Last summer, weather agencies all over the globe issued alerts as solar weather in the form of charged particles and coronal mass ejections headed toward Earth. There was the possibility of strong solar — or geomagnetic — storms, but what exactly would that mean for us? What is a solar storm, and what is space weather generally? Could these forces pose a threat to human life?
Many think of space as cold and unchanging, but space weather is actually quite dynamic, and charged particles and radiation (mostly from the sun) do travel through space and affect Earth. Read on to learn more about solar storms, the sun’s solar cycles, and what effect they can have on Earth.
What Is a Solar Storm?
The sun is an incredibly volatile and often violent place, and it produces quite a bit of activity on a regular basis. According to NASA, solar activity can come in many forms, including solar flares, solar wind (or charged particles), and coronal mass ejections (CMEs). The specific solar weather event that triggered alerts from August 17–19, 2022 was a mix of CMEs and solar wind coronal mass ejections (CWMEs). A CWME is a release of gas and magnetic fields from the sun’s atmosphere, the corona, while solar flares are a burst of radiation from the sun’s surface due to sunspots.

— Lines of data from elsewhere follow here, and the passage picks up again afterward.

/// pnl.rs – Portfolio valuation and daily P&L tracking.
///
/// The tracker produces the snapshot the risk gate consumes: cash from the
/// exchange balance plus open positions valued at their latest seen price
/// (the position manager keeps `current_price` fresh from the feed). The
/// snapshot is cached for about a second; failures surface as
/// `SnapshotState::Unavailable` so risk fails closed rather than trading on
/// a guess.
use std::sync::Arc;
use std::time::Duration;

use anyhow::Result;
use chrono::Utc;
use tokio::sync::Mutex;
use tracing::warn;

use crate::database::Database;
use crate::exchange::ExchangeClient;
use crate::models::PortfolioSnapshot;
use crate::risk::SnapshotState;

const CACHE_TTL: Duration = Duration::from_secs(1);

pub struct PnlTracker {
    db: Arc<Database>,
    exchange: Arc<ExchangeClient>,
    cache: Mutex<Option<PortfolioSnapshot>>,
}

impl PnlTracker {
    pub fn new(db: Arc<Database>, exchange: Arc<ExchangeClient>) -> Self {
        Self {
            db,
            exchange,
            cache: Mutex::new(None),
        }
    }

    /// Snapshot for the risk gate. Cached; a balance failure is reported as
    /// unavailable, never silently substituted.
    pub async fn snapshot(&self) -> SnapshotState {
        {
            let cache = self.cache.lock().await;
            if let Some(snap) = cache.as_ref() {
                if snap.age_secs() < CACHE_TTL.as_secs_f64() {
                    return SnapshotState::Ok(snap.clone());
                }
            }
        }

        match self.compute().await {
            Ok(snap) => {
                *self.cache.lock().await = Some(snap.clone());
                SnapshotState::Ok(snap)
            }
            Err(e) => {
                warn!("portfolio snapshot failed: {e:#}");
                SnapshotState::Unavailable(format!("{e:#}"))
            }
        }
    }

    async fn compute(&self) -> Result<PortfolioSnapshot> {
        let cash_usd = self.exchange.usdc_balance().await?;
        let positions = self.db.get_open_positions(None)?;

        let mut positions_value = 0.0;
        let mut unrealized = 0.0;
        for p in &positions {
            positions_value += p.value_at(p.current_price);
            unrealized += p.unrealized_pnl(p.current_price.unwrap_or(p.entry_price));
        }

        Ok(PortfolioSnapshot {
            cash_usd,
            positions_value_usd: positions_value,
            unrealized_pnl_usd: unrealized,
            realized_pnl_today_usd: self.db.realized_pnl_today()?,
            open_positions: positions.len(),
            taken_at: Utc::now(),
        })
    }

    /// Upsert today's `daily_pnl` row. Called periodically and at shutdown.
    pub async fn record_daily(&self) -> Result<()> {
        let snap = match self.snapshot().await {
            SnapshotState::Ok(s) => s,
            SnapshotState::Unavailable(e) => anyhow::bail!("snapshot unavailable: {e}"),
        };
        let date = Utc::now().format("%Y-%m-%d").to_string();
        let trades = self.db.trades_count_today()?;
        self.db.upsert_daily_pnl(
            &date,
            snap.total_usd() - snap.realized_pnl_today_usd,
            snap.total_usd(),
            snap.realized_pnl_today_usd,
            snap.unrealized_pnl_usd,
            trades,
            0.0,
        )
    }

    /// Human-readable summary used by chat `status`/`pnl` and the daily alert.
    pub async fn summary_text(&self) -> String {
        match self.snapshot().await {
            SnapshotState::Ok(s) => format!(
                "Portfolio ${:.2} (cash ${:.2}, positions ${:.2})\n\
                 Realized today {:+.2} | Unrealized {:+.2} | Open positions: {}",
                s.total_usd(),
                s.cash_usd,
                s.positions_value_usd,
                s.realized_pnl_today_usd,
                s.unrealized_pnl_usd,
                s.open_positions,
            ),
            SnapshotState::Unavailable(e) => format!("Portfolio unavailable: {e}"),
        }
    }
}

It’s important to note that not all solar storms affect Earth. They have to be directed at the planet to affect conditions here. Generally speaking, CMEs, solar flares, and energetic particles continue traveling in the direction they took at the point of eruption. If Earth is in that path, our planet will be affected.
Why Does the Sun Produce Solar Storms?
The sun goes through regular cycles. Over the course of 11 years, the sun’s activity builds to a maximum. When it peaks, the magnetic field of the sun actually reverses — the north pole becomes the south pole, and the south pole becomes the north pole. Once that occurs, the sun starts cycling back to minimum activity.
Scientists think the sun reached its most recent period of minimum activity in 2019, which means in 2020, we entered Solar Cycle 25. We’re now in a period of increasing solar activity that will peak in July 2025.
All of this is approximate, of course. To measure solar storms and the sun’s cycle, scientists use sunspots, which are dark, cooler areas on our star’s surface that occur when parts of the sun’s strong interior magnetic field rise to the surface. They also produce solar flares and CMEs. You can see what sunspots are currently on the sun at any given time using NASA’s Solar and Heliospheric Observatory camera.
Effects of Solar Weather on Earth
Now that we’ve established what solar storms are, let’s look at the impact of August’s geomagnetic event on Earth. On August 17, a coronal mass ejection sent charged particles from the sun toward the planet. The NOAA’s space weather division classified it as a G2 storm, which is “Minor to Strong.”
According to the NOAA, the storm started out as minor due to solar wind that traversed through a coronal hole, a gap that allows charged particles of solar wind to escape the sun more freely. These particles impacted Earth on August 17, causing a minor solar storm. However, emanations from multiple CMEs were also on their way to Earth and reached the planet on August 18, making the solar storm stronger.
A particularly strong solar storm could have serious effects, such as knocking out power or disrupting cell phone service, satellites, or GPS. The effects of the recent storm, though, were relatively minor, and as with any geomagnetic storm, people were treated to stunning aurora in the night sky.